Pertemuan Jokowi dengan AHY, dikemas secara santai. Mereka mengawalinya dengan bersepeda pagi bersama di sekitar alun-alun Yogyakarta. Usai ngegowes, keduanya mampir di gudeg Yu Djum Wijilan, untuk sarapan pagi dengan menu spesialnya.
Di gudeg Yu Djum, selain sarapan, AHY dan Jokowi berdiskusi empat mata. Dalam kesempatan itu, AHY mengaku berbicara soal isu-isu politik kebangsaan. "Kami banyak berdiskusi membahas isu-isu kebangsaan dan tentu terkait kesiapan pemilu agar berjalan dengan aman, damai dan demokratis,” kata AHY.
Kepala Badan Komunikasi Strategis Partai Demokrat Herzaky Mahendra Putra menambahkan, pertemuan memang terjadwal dengan suasana santai. "Obrolan santai pagi hari," ujarnya saat dikonfirmasi.
Hanya saja, karena yang bertemu presiden dan ketua umum partai, yang dibahas tetap persoalan kebangsaan. "Kelasnya presiden dan ketum partai besar, obrolan santai pun bahas isu-isu kebangsaan dan kerakyatan," imbuhnya.
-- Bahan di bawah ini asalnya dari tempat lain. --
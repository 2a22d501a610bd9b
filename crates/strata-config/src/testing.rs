//! Test environment abstraction for isolated testing.
//!
//! Provides `TestEnvironment` to manage:
//! - Isolated socket paths
//! - Temporary chunk cache roots
//! - Temporary LMDB metadata directories
//!
//! # Usage
//!
//! ```ignore
//! use strata_config::testing::TestEnvironment;
//!
//! #[tokio::test]
//! async fn test_something() {
//!     let env = TestEnvironment::new().unwrap();
//!     let config = env.config();
//!     // config.storage points into env's temp dir
//! }
//! ```

use std::path::PathBuf;
use std::sync::atomic::{AtomicU32, Ordering};
use tempfile::TempDir;

use crate::{Config, OriginConfig};

/// Atomic counter for unique test IDs
static TEST_COUNTER: AtomicU32 = AtomicU32::new(0);

/// Isolated test environment with unique paths
pub struct TestEnvironment {
    /// Temporary directory (dropped on cleanup)
    _temp_dir: TempDir,
    /// Unique socket path for this test
    pub socket_path: PathBuf,
    /// Isolated chunk cache root
    pub cache_root: PathBuf,
    /// Isolated LMDB directory
    pub meta_dir: PathBuf,
    /// Unique test ID
    pub test_id: u32,
}

impl TestEnvironment {
    /// Create a new isolated test environment
    pub fn new() -> anyhow::Result<Self> {
        let test_id = TEST_COUNTER.fetch_add(1, Ordering::Relaxed);
        let temp_dir = TempDir::new()?;
        let root = temp_dir.path();

        let cache_root = root.join("chunks");
        let meta_dir = root.join("meta.lmdb");
        std::fs::create_dir_all(&cache_root)?;
        std::fs::create_dir_all(&meta_dir)?;

        let socket_path = root.join(format!("strata-test-{}.sock", test_id));

        Ok(Self {
            _temp_dir: temp_dir,
            socket_path,
            cache_root,
            meta_dir,
            test_id,
        })
    }

    /// Config pointing at this environment.
    ///
    /// Freshness TTL is zero so every request probes the origin, and retries
    /// are kept short so failure tests finish quickly.
    pub fn config(&self) -> Config {
        let mut cfg = Config::default();
        cfg.storage.cache_root = self.cache_root.clone();
        cfg.storage.meta_dir = self.meta_dir.clone();
        cfg.daemon.socket = self.socket_path.clone();
        cfg.freshness.ttl_ms = 0;
        cfg.fetch.timeout_ms = 2_000;
        cfg.fetch.retries = 1;
        cfg.fetch.retry_backoff_ms = 1;
        cfg
    }

    /// Config with a set of known roots registered.
    pub fn config_with_roots(&self, roots: &[&str]) -> Config {
        let mut cfg = self.config();
        cfg.origins = roots
            .iter()
            .map(|name| OriginConfig {
                name: name.to_string(),
                url: format!("http://127.0.0.1:0/{}", name),
            })
            .collect();
        cfg
    }
}

#[cfg(test)]
mod tests {
    use super::*;

    #[test]
    fn test_environment_creates_directories() {
        let env = TestEnvironment::new().unwrap();
        assert!(env.cache_root.exists());
        assert!(env.meta_dir.exists());
    }

    #[test]
    fn test_environment_has_unique_socket() {
        let env1 = TestEnvironment::new().unwrap();
        let env2 = TestEnvironment::new().unwrap();
        assert_ne!(env1.socket_path, env2.socket_path);
    }

    #[test]
    fn test_config_points_into_environment() {
        let env = TestEnvironment::new().unwrap();
        let cfg = env.config_with_roots(&["public", "@lab"]);
        assert_eq!(cfg.storage.cache_root, env.cache_root);
        assert_eq!(cfg.freshness.ttl_ms, 0);
        assert!(cfg.origin_url("@lab").is_some());
    }
}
Politisi asal Kalimantan Barat itu enggan membeberkan terkait detail apa saja yang dibahas. Yang jelas, dia menegaskan posisi AHY dalam diskusi sebagai ketua umum partai di luar pemerintahan.
Terpisah, Koordinator Staf Khusus Presiden Ari Dwipayana, mengatakan pertemuan Jokowi dengan tokoh-tokoh politik adalah hal yang biasa.
"Apalagi itu dilakukan di hari libur," katanya.
Ari mengatakan, kegiatan menjalin komunikasi dan silaturahmi antartokoh politik, antartokoh bangsa sangat penting. Kegiatan seperti itu perlu didukung. Apalagi tujuannya untuk kebaikan dan kemajuan bangsa. Dia menegaskan persoalan bangsa tidak bisa diselesaikan sendiri. "Perlu semangat kolaborasi, kerja sama dan sinergi," jelasnya.
Soal isu yang dibicarakan, Ari tidak menjelaskan secara detail. Dia hanya menyebutkan bahwa materi perbincangan mulai dari hal-hal yang ringan. Selain itu juga berbicara persoalan kebangsaan. Serta situasi perpolitikan di Tanah Air. Pertemuan tokoh lintas generasi itu berlangsung sekitar 45 menit. Keduanya kembali menuju arah Gedung Agung.
Sementara terkait pertemuan dengan Sultan Jogja, Ari mengatakan pertemuan di Keraton Kilen itu untuk kunjungan silaturahmi. "Pertemuan (presiden) dengan Sri Sultan Hamengku Buwono X berlangsung empat mata," katanya.
Pertemuan itu berlangsung selama kurang lebih satu jam. Mulai sekitar pukul 10.30 sampai 11.35 WIB. Ari mengatakan pertemuan presiden dengan Sri Sultan sering dilakukan. Setiap kali Jokowi menginap di istana kepresidenan, Gedung Agung, Jogjakarta sering bersilaturahmi dengan Sri Sultan. Sebelumnya pertemuan silaturahmi Jokowi dengan Sri Sultan dilakukan di Keraton Jogjakarta pada 2 Mei 2022 di momen Lebaran. (far/wan/lum/tyo/jpg/ays)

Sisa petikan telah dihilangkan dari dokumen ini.